WHAT THE TASK REQUIRES
Starting with the first line and ending with the line that holds "byte order are", repeat the material exactly.

SOURCE RECORDS
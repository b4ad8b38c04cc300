//! Portable ELF header and section reader.
//!
//! Reads the identification, file header, section headers, program headers
//! and section name string table of ELF32 and ELF64 files in either byte
//! order, through any `Read + Seek` handle. The class and byte order are
//! resolved once from `e_ident` and drive every later decode.
//!
//! Reading is read-only and does not interpret symbols, relocations or
//! dynamic linking information.
//!
//! # Usage
//!
//! ```no_run
//! use std::fs::File;
//!
//! use elfhdr::{ElfFile, Options};
//!
//! fn dump(path: &str) -> elfhdr::Result<()> {
//!     let mut file = File::open(path)?;
//!     let elf = ElfFile::read(&mut file, Options::new())?;
//!     for shdr in elf.sections() {
//!         let name = elf.section_name(shdr).unwrap_or("<unavailable>");
//!         println!("{name}: {} bytes at {:#x}", shdr.sh_size, shdr.sh_offset);
//!     }
//!
//!     let text = elfhdr::read_section(&mut file, ".text", Options::new())?;
//!     println!(".text is {} bytes", text.len());
//!     Ok(())
//! }
//! ```

#![forbid(unsafe_code)]

pub mod endian;
pub mod error;
pub mod file;
pub mod header;
pub mod ident;
mod io;
pub mod names;
pub mod section;
pub mod segment;

#[cfg(test)]
mod properties;
#[cfg(test)]
mod testutil;

pub use endian::{ByteOrder, FieldReader};
pub use error::{ElfError, Result, SizeField};
pub use file::{ElfFile, Options, read_section};
pub use header::{ElfType, FileHeader};
pub use ident::{Class, Ident, Layout};
pub use section::{
    SHF_ALLOC, SHF_EXECINSTR, SHF_WRITE, SHN_UNDEF, SHT_NOBITS, SHT_PROGBITS, SHT_STRTAB,
    SHT_SYMTAB, SectionHeader, StringTable,
};
pub use segment::{PF_R, PF_W, PF_X, PT_LOAD, ProgramHeader};
//! Hand-built ELF images for unit tests.

use crate::endian::ByteOrder;
use crate::header::ET_EXEC;
use crate::ident::{
    ELF_MAGIC, EI_ABIVERSION, EI_CLASS, EI_DATA, EI_NIDENT, EI_OSABI, EI_VERSION, EV_CURRENT,
    Layout,
};
use crate::section::{SHT_STRTAB, SectionHeader};
use crate::segment::ProgramHeader;

/// Field writer mirroring `FieldReader`.
struct Writer {
    order: ByteOrder,
    wide: bool,
    buf: Vec<u8>,
}

impl Writer {
    fn new(layout: Layout) -> Self {
        Self {
            order: layout.order,
            wide: layout.class.is_64(),
            buf: Vec::new(),
        }
    }

    fn u16(&mut self, v: u16) {
        match self.order {
            ByteOrder::Little => self.buf.extend_from_slice(&v.to_le_bytes()),
            ByteOrder::Big => self.buf.extend_from_slice(&v.to_be_bytes()),
        }
    }

    fn u32(&mut self, v: u32) {
        match self.order {
            ByteOrder::Little => self.buf.extend_from_slice(&v.to_le_bytes()),
            ByteOrder::Big => self.buf.extend_from_slice(&v.to_be_bytes()),
        }
    }

    fn u64(&mut self, v: u64) {
        match self.order {
            ByteOrder::Little => self.buf.extend_from_slice(&v.to_le_bytes()),
            ByteOrder::Big => self.buf.extend_from_slice(&v.to_be_bytes()),
        }
    }

    fn word(&mut self, v: u64) {
        if self.wide {
            self.u64(v);
        } else {
            self.u32(u32::try_from(v).expect("value fits in ELF32 word"));
        }
    }
}

/// File header fields with a raw `e_type`, so invalid headers can be built.
#[derive(Debug, Clone, Copy, PartialEq, Eq)]
pub(crate) struct RawFileHeader {
    pub e_type: u16,
    pub e_machine: u16,
    pub e_version: u32,
    pub e_entry: u64,
    pub e_phoff: u64,
    pub e_shoff: u64,
    pub e_flags: u32,
    pub e_ehsize: u16,
    pub e_phentsize: u16,
    pub e_phnum: u16,
    pub e_shentsize: u16,
    pub e_shnum: u16,
    pub e_shstrndx: u16,
}

impl RawFileHeader {
    /// Defaults: `ET_EXEC`, `EM_X86_64`, entry=0x401000, no tables,
    /// sizes matching the class.
    pub(crate) fn new(layout: Layout) -> Self {
        Self {
            e_type: ET_EXEC,
            e_machine: 62,
            e_version: 1,
            e_entry: 0x0040_1000,
            e_phoff: 0,
            e_shoff: 0,
            e_flags: 0,
            e_ehsize: layout.class.ehsize(),
            e_phentsize: layout.class.phentsize(),
            e_phnum: 0,
            e_shentsize: layout.class.shentsize(),
            e_shnum: 0,
            e_shstrndx: 0,
        }
    }
}

/// Identification bytes for `layout`.
pub(crate) fn encode_ident(layout: Layout) -> [u8; EI_NIDENT] {
    let mut b = [0u8; EI_NIDENT];
    b[..4].copy_from_slice(&ELF_MAGIC);
    b[EI_CLASS] = layout.class.ident_byte();
    b[EI_DATA] = layout.order.ident_byte();
    b[EI_VERSION] = EV_CURRENT;
    b[EI_OSABI] = 0;
    b[EI_ABIVERSION] = 0;
    b
}

/// Encode a complete file header, identification included.
pub(crate) fn encode_ehdr(layout: Layout, h: &RawFileHeader) -> Vec<u8> {
    let mut w = Writer::new(layout);
    w.buf.extend_from_slice(&encode_ident(layout));
    w.u16(h.e_type);
    w.u16(h.e_machine);
    w.u32(h.e_version);
    w.word(h.e_entry);
    w.word(h.e_phoff);
    w.word(h.e_shoff);
    w.u32(h.e_flags);
    w.u16(h.e_ehsize);
    w.u16(h.e_phentsize);
    w.u16(h.e_phnum);
    w.u16(h.e_shentsize);
    w.u16(h.e_shnum);
    w.u16(h.e_shstrndx);
    w.buf
}

/// Encode one section header.
pub(crate) fn encode_shdr(layout: Layout, s: &SectionHeader) -> Vec<u8> {
    let mut w = Writer::new(layout);
    w.u32(s.sh_name);
    w.u32(s.sh_type);
    w.word(s.sh_flags);
    w.word(s.sh_addr);
    w.word(s.sh_offset);
    w.word(s.sh_size);
    w.u32(s.sh_link);
    w.u32(s.sh_info);
    w.word(s.sh_addralign);
    w.word(s.sh_entsize);
    w.buf
}

/// Encode one program header.
pub(crate) fn encode_phdr(layout: Layout, p: &ProgramHeader) -> Vec<u8> {
    let mut w = Writer::new(layout);
    w.u32(p.p_type);
    if layout.class.is_64() {
        w.u32(p.p_flags);
    }
    w.word(p.p_offset);
    w.word(p.p_vaddr);
    w.word(p.p_paddr);
    w.word(p.p_filesz);
    w.word(p.p_memsz);
    if !layout.class.is_64() {
        w.u32(p.p_flags);
    }
    w.word(p.p_align);
    w.buf
}

/// Builds an ELF image with named sections and program headers.
///
/// Image layout: file header, program header table, section contents,
/// `.shstrtab` contents, section header table. Section 0 is the NULL entry
/// and `.shstrtab` is always the last section.
pub(crate) struct ElfBuilder {
    layout: Layout,
    sections: Vec<(String, u32, Vec<u8>)>,
    segments: Vec<ProgramHeader>,
    shstrndx: Option<u16>,
    name_offsets: Vec<(usize, u32)>,
    section_sizes: Vec<(usize, u64)>,
    header_patch: Option<Box<dyn Fn(&mut RawFileHeader)>>,
}

impl ElfBuilder {
    pub(crate) fn new(layout: Layout) -> Self {
        Self {
            layout,
            sections: Vec::new(),
            segments: Vec::new(),
            shstrndx: None,
            name_offsets: Vec::new(),
            section_sizes: Vec::new(),
            header_patch: None,
        }
    }

    /// Append a section with contents `data`.
    pub(crate) fn section(&mut self, name: &str, sh_type: u32, data: Vec<u8>) -> &mut Self {
        self.sections.push((name.to_owned(), sh_type, data));
        self
    }

    /// Append a program header.
    pub(crate) fn segment(&mut self, phdr: ProgramHeader) -> &mut Self {
        self.segments.push(phdr);
        self
    }

    /// Override `e_shstrndx`.
    pub(crate) fn shstrndx(&mut self, index: u16) -> &mut Self {
        self.shstrndx = Some(index);
        self
    }

    /// Override `sh_name` of the section at table index `index`.
    pub(crate) fn name_offset(&mut self, index: usize, sh_name: u32) -> &mut Self {
        self.name_offsets.push((index, sh_name));
        self
    }

    /// Override `sh_size` of the section at table index `index`.
    pub(crate) fn section_size(&mut self, index: usize, sh_size: u64) -> &mut Self {
        self.section_sizes.push((index, sh_size));
        self
    }

    /// Adjust the file header after all offsets are laid out.
    pub(crate) fn patch_header(&mut self, f: impl Fn(&mut RawFileHeader) + 'static) -> &mut Self {
        self.header_patch = Some(Box::new(f));
        self
    }

    pub(crate) fn build(&self) -> Vec<u8> {
        let layout = self.layout;
        let class = layout.class;
        let ehsize = u64::from(class.ehsize());
        let phentsize = u64::from(class.phentsize());

        let phoff = ehsize;
        let mut cursor = phoff + phentsize * self.segments.len() as u64;

        let mut shstrtab = vec![0u8];
        let mut shdrs = vec![SectionHeader::default()];
        let mut contents = Vec::new();

        for (name, sh_type, data) in &self.sections {
            let sh_name = u32::try_from(shstrtab.len()).unwrap();
            shstrtab.extend_from_slice(name.as_bytes());
            shstrtab.push(0);
            shdrs.push(SectionHeader {
                sh_name,
                sh_type: *sh_type,
                sh_offset: cursor,
                sh_size: data.len() as u64,
                sh_addralign: 1,
                ..SectionHeader::default()
            });
            contents.extend_from_slice(data);
            cursor += data.len() as u64;
        }

        let shstrtab_name = u32::try_from(shstrtab.len()).unwrap();
        shstrtab.extend_from_slice(b".shstrtab\0");
        shdrs.push(SectionHeader {
            sh_name: shstrtab_name,
            sh_type: SHT_STRTAB,
            sh_offset: cursor,
            sh_size: shstrtab.len() as u64,
            sh_addralign: 1,
            ..SectionHeader::default()
        });
        contents.extend_from_slice(&shstrtab);
        cursor += shstrtab.len() as u64;

        for &(index, sh_name) in &self.name_offsets {
            shdrs[index].sh_name = sh_name;
        }
        for &(index, sh_size) in &self.section_sizes {
            shdrs[index].sh_size = sh_size;
        }

        let shnum = u16::try_from(shdrs.len()).unwrap();
        let mut hdr = RawFileHeader::new(layout);
        hdr.e_phoff = if self.segments.is_empty() { 0 } else { phoff };
        hdr.e_phnum = u16::try_from(self.segments.len()).unwrap();
        hdr.e_shoff = cursor;
        hdr.e_shnum = shnum;
        hdr.e_shstrndx = self.shstrndx.unwrap_or(shnum - 1);
        if let Some(patch) = &self.header_patch {
            patch(&mut hdr);
        }

        let mut image = encode_ehdr(layout, &hdr);
        for phdr in &self.segments {
            image.extend_from_slice(&encode_phdr(layout, phdr));
        }
        image.extend_from_slice(&contents);
        for shdr in &shdrs {
            image.extend_from_slice(&encode_shdr(layout, shdr));
        }
        image
    }
}
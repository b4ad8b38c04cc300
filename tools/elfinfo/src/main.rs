//! ELF inspection tool.
//!
//! Prints the headers of an ELF32/ELF64 file, or extracts the contents of a
//! single section by name.

mod cli;
mod print;
mod verbose;

use std::fs::{self, File};
use std::io::{self, BufWriter, Write};
use std::path::Path;

use anyhow::{Context, Result};
use clap::Parser;
use elfhdr::{ElfError, ElfFile, Options};

use crate::verbose::dprintln;

fn main() -> Result<()> {
    let cli = cli::Cli::parse();
    verbose::init(cli.quiet, cli.verbose);
    let options = Options::new().verbose(verbose::is_verbose());

    match cli.command {
        cli::Command::Headers(ref args) => cmd_headers(&args.file, options),
        cli::Command::Section(ref args) => {
            cmd_section(&args.file, &args.name, args.output.as_deref(), options)
        }
    }
}

/// Tags a reader error with its stable code so scripts can match on it.
fn tagged(err: ElfError) -> anyhow::Error {
    anyhow::anyhow!("[{}] {err}", err.code())
}

fn open(path: &Path) -> Result<File> {
    File::open(path).with_context(|| format!("failed to open {}", path.display()))
}

// ===========================================================================
// Commands
// ===========================================================================

/// Print the identification, file header, section and program headers.
fn cmd_headers(path: &Path, options: Options) -> Result<()> {
    let mut file = open(path)?;
    let elf = ElfFile::read(&mut file, options)
        .map_err(tagged)
        .with_context(|| format!("failed to read {}", path.display()))?;

    let mut out = BufWriter::new(io::stdout().lock());
    print::print_elf(&mut out, &elf)?;
    out.flush()?;
    Ok(())
}

/// Extract one section, to a file when `output` is given, else as a hex dump.
fn cmd_section(path: &Path, name: &str, output: Option<&Path>, options: Options) -> Result<()> {
    let file = open(path)?;
    let data = elfhdr::read_section(file, name, options)
        .map_err(tagged)
        .with_context(|| format!("failed to extract {name} from {}", path.display()))?;

    match output {
        Some(out_path) => {
            fs::write(out_path, &data)
                .with_context(|| format!("failed to write {}", out_path.display()))?;
            dprintln!("wrote {} bytes of {name} to {}", data.len(), out_path.display());
        }
        None => {
            let mut out = BufWriter::new(io::stdout().lock());
            print::hexdump(&mut out, &data)?;
            out.flush()?;
        }
    }
    Ok(())
}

WORKED SOLUTION
repository b4ad8b38c04cc300
//! Portable ELF header and section reader.
//!
//! Reads the identification, file header, section headers, program headers
//! and section name string table of ELF32 and ELF64 files in either byte
//! order, through any `Read + Seek` handle. The class and byte order are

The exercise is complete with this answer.